- Action item
Could you reproduce the lines below from the one with "from config files." through the one with "pub struct ListenerConfig"? Keep both ends and add nothing.

- Data for review
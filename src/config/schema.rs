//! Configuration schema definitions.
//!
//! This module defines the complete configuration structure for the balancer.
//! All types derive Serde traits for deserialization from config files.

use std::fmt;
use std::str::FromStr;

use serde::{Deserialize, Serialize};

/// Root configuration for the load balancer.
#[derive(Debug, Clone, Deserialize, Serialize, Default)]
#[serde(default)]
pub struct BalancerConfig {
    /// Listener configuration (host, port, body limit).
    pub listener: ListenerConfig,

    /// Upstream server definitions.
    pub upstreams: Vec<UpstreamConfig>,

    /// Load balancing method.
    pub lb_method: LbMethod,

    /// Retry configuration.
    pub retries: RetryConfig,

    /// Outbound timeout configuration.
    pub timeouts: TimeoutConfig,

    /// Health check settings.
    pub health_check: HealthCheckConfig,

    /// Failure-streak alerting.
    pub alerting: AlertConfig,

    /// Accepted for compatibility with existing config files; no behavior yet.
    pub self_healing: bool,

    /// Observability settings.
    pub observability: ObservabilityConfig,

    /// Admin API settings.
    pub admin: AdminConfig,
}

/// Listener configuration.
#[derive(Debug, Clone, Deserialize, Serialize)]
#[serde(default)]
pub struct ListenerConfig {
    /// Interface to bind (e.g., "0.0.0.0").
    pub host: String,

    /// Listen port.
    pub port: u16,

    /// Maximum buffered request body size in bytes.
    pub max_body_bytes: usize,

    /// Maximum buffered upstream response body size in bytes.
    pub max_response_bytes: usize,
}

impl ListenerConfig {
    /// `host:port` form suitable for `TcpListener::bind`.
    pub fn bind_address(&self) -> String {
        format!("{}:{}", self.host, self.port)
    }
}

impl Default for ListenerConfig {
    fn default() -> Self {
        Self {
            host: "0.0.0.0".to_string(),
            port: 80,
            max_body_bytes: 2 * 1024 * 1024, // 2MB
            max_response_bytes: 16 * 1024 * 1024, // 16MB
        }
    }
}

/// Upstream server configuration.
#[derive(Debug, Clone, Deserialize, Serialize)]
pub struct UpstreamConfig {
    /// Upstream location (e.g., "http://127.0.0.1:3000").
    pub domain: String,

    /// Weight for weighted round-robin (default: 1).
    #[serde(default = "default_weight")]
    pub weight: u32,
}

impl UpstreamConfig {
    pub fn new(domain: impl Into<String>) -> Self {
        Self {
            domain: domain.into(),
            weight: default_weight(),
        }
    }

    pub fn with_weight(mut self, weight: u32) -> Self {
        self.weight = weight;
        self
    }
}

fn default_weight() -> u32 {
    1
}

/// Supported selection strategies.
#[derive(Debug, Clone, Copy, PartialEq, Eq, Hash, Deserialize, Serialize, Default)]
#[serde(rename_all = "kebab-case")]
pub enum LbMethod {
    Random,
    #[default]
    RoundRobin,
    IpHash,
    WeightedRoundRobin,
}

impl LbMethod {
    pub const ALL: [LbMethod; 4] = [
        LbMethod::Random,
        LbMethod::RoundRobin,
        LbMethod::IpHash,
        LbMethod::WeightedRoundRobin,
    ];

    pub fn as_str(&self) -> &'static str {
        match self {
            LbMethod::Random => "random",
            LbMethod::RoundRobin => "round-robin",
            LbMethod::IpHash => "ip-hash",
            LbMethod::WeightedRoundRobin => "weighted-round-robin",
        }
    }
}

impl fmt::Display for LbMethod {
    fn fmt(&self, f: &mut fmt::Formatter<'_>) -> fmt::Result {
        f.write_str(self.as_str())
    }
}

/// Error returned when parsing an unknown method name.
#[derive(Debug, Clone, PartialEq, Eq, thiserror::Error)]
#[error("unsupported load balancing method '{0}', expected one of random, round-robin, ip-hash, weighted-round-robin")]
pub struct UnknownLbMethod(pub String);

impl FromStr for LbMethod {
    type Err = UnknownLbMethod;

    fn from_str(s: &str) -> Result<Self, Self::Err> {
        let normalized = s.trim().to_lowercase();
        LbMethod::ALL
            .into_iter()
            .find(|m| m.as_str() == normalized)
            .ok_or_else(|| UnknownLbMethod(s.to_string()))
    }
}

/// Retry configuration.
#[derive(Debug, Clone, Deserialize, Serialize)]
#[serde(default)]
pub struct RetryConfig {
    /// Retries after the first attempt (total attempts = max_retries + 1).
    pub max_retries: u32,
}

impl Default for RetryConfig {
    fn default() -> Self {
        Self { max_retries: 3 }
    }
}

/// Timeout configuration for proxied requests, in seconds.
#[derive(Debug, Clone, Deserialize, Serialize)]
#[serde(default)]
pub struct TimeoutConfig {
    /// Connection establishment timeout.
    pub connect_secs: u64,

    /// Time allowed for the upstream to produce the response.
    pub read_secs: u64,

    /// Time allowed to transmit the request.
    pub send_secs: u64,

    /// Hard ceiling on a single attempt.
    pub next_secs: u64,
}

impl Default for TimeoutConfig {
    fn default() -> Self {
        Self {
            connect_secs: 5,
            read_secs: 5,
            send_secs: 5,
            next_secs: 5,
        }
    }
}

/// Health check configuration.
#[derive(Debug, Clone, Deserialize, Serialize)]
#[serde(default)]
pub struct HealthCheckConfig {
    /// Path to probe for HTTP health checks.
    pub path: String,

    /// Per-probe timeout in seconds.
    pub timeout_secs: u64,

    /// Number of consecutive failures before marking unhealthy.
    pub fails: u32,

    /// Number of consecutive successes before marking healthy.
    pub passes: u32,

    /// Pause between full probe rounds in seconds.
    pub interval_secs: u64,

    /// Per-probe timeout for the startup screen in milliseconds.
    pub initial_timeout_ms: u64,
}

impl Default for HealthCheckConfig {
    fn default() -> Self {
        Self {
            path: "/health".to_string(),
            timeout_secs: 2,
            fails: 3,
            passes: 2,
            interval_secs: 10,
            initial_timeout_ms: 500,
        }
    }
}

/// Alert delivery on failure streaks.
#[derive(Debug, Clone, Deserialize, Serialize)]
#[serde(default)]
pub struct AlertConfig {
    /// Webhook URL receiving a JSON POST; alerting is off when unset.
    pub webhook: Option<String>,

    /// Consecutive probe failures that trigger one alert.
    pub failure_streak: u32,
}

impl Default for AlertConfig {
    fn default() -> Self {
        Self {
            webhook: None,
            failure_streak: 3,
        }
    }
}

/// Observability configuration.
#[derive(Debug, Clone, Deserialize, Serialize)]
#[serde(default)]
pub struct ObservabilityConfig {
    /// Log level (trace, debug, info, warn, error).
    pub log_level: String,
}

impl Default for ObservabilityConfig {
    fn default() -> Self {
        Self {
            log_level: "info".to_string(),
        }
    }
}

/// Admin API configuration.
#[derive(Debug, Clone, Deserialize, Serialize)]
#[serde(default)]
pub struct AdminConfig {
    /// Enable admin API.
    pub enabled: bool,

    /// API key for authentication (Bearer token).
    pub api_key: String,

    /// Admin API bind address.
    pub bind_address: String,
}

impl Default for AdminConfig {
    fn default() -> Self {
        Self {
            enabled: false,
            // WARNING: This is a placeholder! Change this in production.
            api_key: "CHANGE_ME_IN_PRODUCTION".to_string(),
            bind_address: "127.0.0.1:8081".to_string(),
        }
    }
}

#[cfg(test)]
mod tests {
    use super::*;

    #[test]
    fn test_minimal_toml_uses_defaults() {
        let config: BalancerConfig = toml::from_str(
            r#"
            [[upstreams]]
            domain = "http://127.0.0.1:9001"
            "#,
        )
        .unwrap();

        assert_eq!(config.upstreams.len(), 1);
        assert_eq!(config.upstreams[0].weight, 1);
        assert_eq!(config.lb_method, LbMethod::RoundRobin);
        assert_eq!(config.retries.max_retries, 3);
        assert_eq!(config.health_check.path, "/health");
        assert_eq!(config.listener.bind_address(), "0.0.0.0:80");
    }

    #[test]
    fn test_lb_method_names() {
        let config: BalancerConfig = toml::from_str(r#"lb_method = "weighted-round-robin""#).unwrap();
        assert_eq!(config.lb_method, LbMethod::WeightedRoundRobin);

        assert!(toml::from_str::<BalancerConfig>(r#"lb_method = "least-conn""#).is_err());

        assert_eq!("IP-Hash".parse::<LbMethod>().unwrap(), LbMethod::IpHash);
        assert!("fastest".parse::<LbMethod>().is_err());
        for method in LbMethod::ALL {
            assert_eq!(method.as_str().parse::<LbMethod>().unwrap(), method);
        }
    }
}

- Task response
//! All types derive Serde traits for deserialization from config files.

use std::fmt;
use std::str::FromStr;

use serde::{Deserialize, Serialize};

/// Root configuration for the load balancer.
#[derive(Debug, Clone, Deserialize, Serialize, Default)]
#[serde(default)]
pub struct BalancerConfig {
    /// Listener configuration (host, port, body limit).
    pub listener: ListenerConfig,

    /// Upstream server definitions.
    pub upstreams: Vec<UpstreamConfig>,

    /// Load balancing method.
    pub lb_method: LbMethod,

    /// Retry configuration.
    pub retries: RetryConfig,

    /// Outbound timeout configuration.
    pub timeouts: TimeoutConfig,

    /// Health check settings.
    pub health_check: HealthCheckConfig,

    /// Failure-streak alerting.
    pub alerting: AlertConfig,

    /// Accepted for compatibility with existing config files; no behavior yet.
    pub self_healing: bool,

    /// Observability settings.
    pub observability: ObservabilityConfig,

    /// Admin API settings.
    pub admin: AdminConfig,
}

/// Listener configuration.
#[derive(Debug, Clone, Deserialize, Serialize)]
#[serde(default)]
pub struct ListenerConfig {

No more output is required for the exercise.